Monday, October 17, 2011

The Cost of a Loan Taken From Your 401(k)

Borrowing from your 401(k) can be expensive in a way that you may not have thought of.  In my June 9th Article I wrote about some of the good and bad characteristics of 401(k) loans. However, there is a not so obvious cost in the loan that you should be aware of.

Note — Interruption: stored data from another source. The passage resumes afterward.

//! The scrape pipeline.
//!
//! Each scrape is a strict sequence of stages. The first failing stage aborts
//! the rest and is reported through [`ScrapeError`]; whatever earlier stages
//! already changed on the record or on disk stays changed.

use std::sync::Arc;

use tracing::{debug, info};

use super::convert::{
    apply_credits, apply_movie_detail, apply_tv_detail, season_poster, select_season,
};
use super::images::{collect_artwork, download_artwork, language_chain, Artwork, DownloadError};
use super::provider::{ImageTarget, MetadataProvider, ProviderError, SeasonDetail};
use crate::nfo::{write_episode_nfos, write_record_as_nfo, EpisodeMeta, NfoError};
use crate::record::{VideoRecord, TMDB_ID_KEY};
use nfoforge_common::SidecarStatus;

#[derive(Debug, thiserror::Error)]
pub enum ScrapeError {
    #[error("get movie detail failed: {0}")]
    MovieDetail(#[source] ProviderError),

    #[error("get tv detail failed: {0}")]
    TvDetail(#[source] ProviderError),

    #[error("get season detail failed: {0}")]
    SeasonDetail(#[source] ProviderError),

    #[error("get credits failed: {0}")]
    Credits(#[source] ProviderError),

    #[error("season {0} not found in provider detail")]
    SeasonNotFound(u32),

    #[error("write nfo file failed: {0}")]
    WriteNfo(#[source] NfoError),

    #[error("write episode nfo failed: {0}")]
    WriteEpisodeNfo(#[source] NfoError),

    #[error("get images failed: {0}")]
    Images(#[source] ProviderError),

    #[error("download image failed: {0}")]
    DownloadImage(#[source] DownloadError),

    #[error("show has ended, no new episodes expected")]
    ShowEnded,

    #[error("provider lists {listed} episodes but {on_disk} are on disk")]
    ProviderBehind { listed: usize, on_disk: usize },

    #[error("record has no tmdb id in its NFO")]
    MissingProviderId,
}

impl ScrapeError {
    /// Stable label of the pipeline stage that failed.
    pub fn stage(&self) -> &'static str {
        match self {
            Self::MovieDetail(_) => "movie_detail",
            Self::TvDetail(_) => "tv_detail",
            Self::SeasonDetail(_) => "season_detail",
            Self::Credits(_) => "credits",
            Self::SeasonNotFound(_) => "season_not_found",
            Self::WriteNfo(_) => "write_nfo",
            Self::WriteEpisodeNfo(_) => "write_episode_nfo",
            Self::Images(_) => "images",
            Self::DownloadImage(_) => "download_image",
            Self::ShowEnded => "show_ended",
            Self::ProviderBehind { .. } => "provider_behind",
            Self::MissingProviderId => "missing_provider_id",
        }
    }
}

/// Pipeline behavior switches.
#[derive(Debug, Clone)]
pub struct ScrapeSettings {
    /// Append the HDR label to the NFO title of HDR content.
    pub hdr_title_suffix: bool,
    /// Default for episode NFOs when provider and disk counts differ.
    pub force_use_online_tv_meta: bool,
    /// Preferred image languages, tried before unlabelled images.
    pub image_languages: Vec<String>,
}

impl Default for ScrapeSettings {
    fn default() -> Self {
        Self {
            hdr_title_suffix: true,
            force_use_online_tv_meta: false,
            image_languages: vec!["zh".into(), "en".into()],
        }
    }
}

/// Runs scrapes for single records against one provider.
#[derive(Clone)]
pub struct Scraper {
    provider: Arc<dyn MetadataProvider>,
    settings: ScrapeSettings,
}

impl Scraper {
    pub fn new(provider: Arc<dyn MetadataProvider>, settings: ScrapeSettings) -> Self {
        Self { provider, settings }
    }

    pub fn provider(&self) -> &dyn MetadataProvider {
        self.provider.as_ref()
    }

    pub fn settings(&self) -> &ScrapeSettings {
        &self.settings
    }

    /// detail → credits → NFO → image listing → image download.
    pub async fn scrape_movie(&self, record: &mut VideoRecord, tmdb_id: u64) -> Result<(), ScrapeError> {
        info!(path = %record.path.display(), tmdb_id, "Scraping movie");
        let provider = self.provider.as_ref();
        record.detail.clear_lists();

        let movie = provider
            .movie_detail(tmdb_id)
            .await
            .map_err(ScrapeError::MovieDetail)?;
        apply_movie_detail(&mut record.detail, &movie);

        let credits = provider
            .movie_credits(tmdb_id)
            .await
            .map_err(ScrapeError::Credits)?;
        apply_credits(&mut record.detail, &credits, |p| provider.image_url(p));

        self.write_nfo(record)?;

        let mut artwork = Artwork {
            poster: movie.poster_path.filter(|p| !p.is_empty()),
            ..Default::default()
        };
        self.fetch_artwork(record, &[ImageTarget::Movie(tmdb_id)], &mut artwork)
            .await?;

        info!(path = %record.path.display(), title = %record.detail.title, "Movie scraped");
        Ok(())
    }

    /// detail → season detail + episode NFOs → credits → NFO → image listing
    /// → image download.
    pub async fn scrape_tv(
        &self,
        record: &mut VideoRecord,
        tmdb_id: u64,
        season: u32,
        force_use_online_meta: bool,
    ) -> Result<(), ScrapeError> {
        info!(path = %record.path.display(), tmdb_id, season, "Scraping TV show");
        let provider = self.provider.as_ref();
        record.detail.clear_lists();
        record.detail.season_number = season;

        let tv = provider
            .tv_detail(tmdb_id)
            .await
            .map_err(ScrapeError::TvDetail)?;
        let summary = select_season(&tv, season).ok_or(ScrapeError::SeasonNotFound(season))?;
        apply_tv_detail(&mut record.detail, &tv, summary);
        let poster = season_poster(&tv, summary);

        let season_detail = provider
            .season_detail(tmdb_id, season)
            .await
            .map_err(ScrapeError::SeasonDetail)?;
        self.write_episodes(record, &season_detail, force_use_online_meta)?;

        let credits = provider
            .tv_credits(tmdb_id)
            .await
            .map_err(ScrapeError::Credits)?;
        apply_credits(&mut record.detail, &credits, |p| provider.image_url(p));

        self.write_nfo(record)?;

        let mut artwork = Artwork {
            poster,
            ..Default::default()
        };
        let targets = [
            ImageTarget::Season {
                tv_id: tmdb_id,
                season,
            },
            ImageTarget::Tv(tmdb_id),
        ];
        self.fetch_artwork(record, &targets, &mut artwork).await?;

        info!(path = %record.path.display(), title = %record.detail.title, "TV show scraped");
        Ok(())
    }

    /// Write NFOs for episodes that appeared since the last scrape.
    ///
    /// Only the current season is fetched. Returns the number of episode
    /// NFOs written.
    pub async fn update_tv(&self, record: &mut VideoRecord) -> Result<usize, ScrapeError> {
        if record.detail.is_ended {
            return Err(ScrapeError::ShowEnded);
        }
        let tmdb_id = stored_provider_id(record)?;
        let season = record.detail.season_number;

        let season_detail = self
            .provider
            .season_detail(tmdb_id, season)
            .await
            .map_err(ScrapeError::SeasonDetail)?;

        let on_disk = record.detail.episode_paths.len();
        if season_detail.episodes.len() < on_disk {
            return Err(ScrapeError::ProviderBehind {
                listed: season_detail.episodes.len(),
                on_disk,
            });
        }

        self.write_episodes(record, &season_detail, self.settings.force_use_online_tv_meta)
    }

    /// Scrape again with the provider id already stored in the record's NFO.
    pub async fn rescrape(&self, record: &mut VideoRecord) -> Result<(), ScrapeError> {
        let tmdb_id = stored_provider_id(record)?;
        if record.is_tv() {
            let season = record.detail.season_number;
            self.scrape_tv(record, tmdb_id, season, self.settings.force_use_online_tv_meta)
                .await
        } else {
            self.scrape_movie(record, tmdb_id).await
        }
    }

    fn write_nfo(&self, record: &mut VideoRecord) -> Result<(), ScrapeError> {
        write_record_as_nfo(
            record,
            &record.sidecars.nfo,
            self.settings.hdr_title_suffix,
            TMDB_ID_KEY,
        )
        .map_err(ScrapeError::WriteNfo)?;
        record.nfo_status = SidecarStatus::Matched;
        Ok(())
    }

    fn write_episodes(
        &self,
        record: &mut VideoRecord,
        season_detail: &SeasonDetail,
        force_use_online_meta: bool,
    ) -> Result<usize, ScrapeError> {
        let season = record.detail.season_number;
        let episodes: Vec<EpisodeMeta> = season_detail
            .episodes
            .iter()
            .map(|e| EpisodeMeta {
                title: e.name.clone(),
                plot: e.overview.clone(),
                season: if e.season_number == 0 { season } else { e.season_number },
                episode: e.episode_number,
            })
            .collect();

        let written = write_episode_nfos(
            &episodes,
            &record.detail.episode_paths,
            season,
            force_use_online_meta,
            self.provider.language(),
        )
        .map_err(ScrapeError::WriteEpisodeNfo)?;

        // Counted right away so a concurrent pass does not rewrite them.
        record.detail.episode_nfo_count = record.detail.episode_paths.len();
        debug!(path = %record.path.display(), written, "Wrote episode NFOs");
        Ok(written)
    }

    async fn fetch_artwork(
        &self,
        record: &mut VideoRecord,
        targets: &[ImageTarget],
        artwork: &mut Artwork,
    ) -> Result<(), ScrapeError> {
        let languages = language_chain(&self.settings.image_languages);
        collect_artwork(self.provider.as_ref(), targets, &languages, artwork)
            .await
            .map_err(ScrapeError::Images)?;

        download_artwork(self.provider.as_ref(), record, artwork)
            .await
            .map_err(ScrapeError::DownloadImage)
    }
}

fn stored_provider_id(record: &VideoRecord) -> Result<u64, ScrapeError> {
    record
        .tmdb_id()
        .and_then(|id| id.trim().parse().ok())
        .ok_or(ScrapeError::MissingProviderId)
}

As you may know, 401(k)s are funded with pre-tax dollars. This is great because you delay paying income tax on your contributions until you start taking money out of your 401(k) account. To be clear, a loan is not a distribution. So, you do not pay income tax on a loan…sort of. Here is an example of what can happen. Let’s assume your marginal tax rate (MTR) is 25%.  
  1. Over time, you’ve contributed $10,000 to your 401(k) in pretax dollars.
  2. You decide to borrow $1000, maybe you want a new TV
  3. There’s probably a loan origination fee, maybe $50
  4. Loan interest rate may be a little high, but you’re paying it to yourself…~5%
  5.  You pay back the loan over a one year term. Including interest, you’ll have to pay back $1028. Unfortunately, you do it with post-tax dollars. With an MTR of 25%, you’ll have to earn $1371 to pay back the original $1000.
In the end, that $1000 loan cost you $421 ($50 + $371). Naturally, the cost scales with your MTR, interest rate, loan term and amount borrowed. But as you can see, the repayment using after tax dollars is expensive. And here's another no so obvious cost. When you finally take distributions from your 401(k),  you'll have to pay tax on 100% of the distributions. So, before you decide to borrow money from your 401(k), carefully consider all of the costs and risks.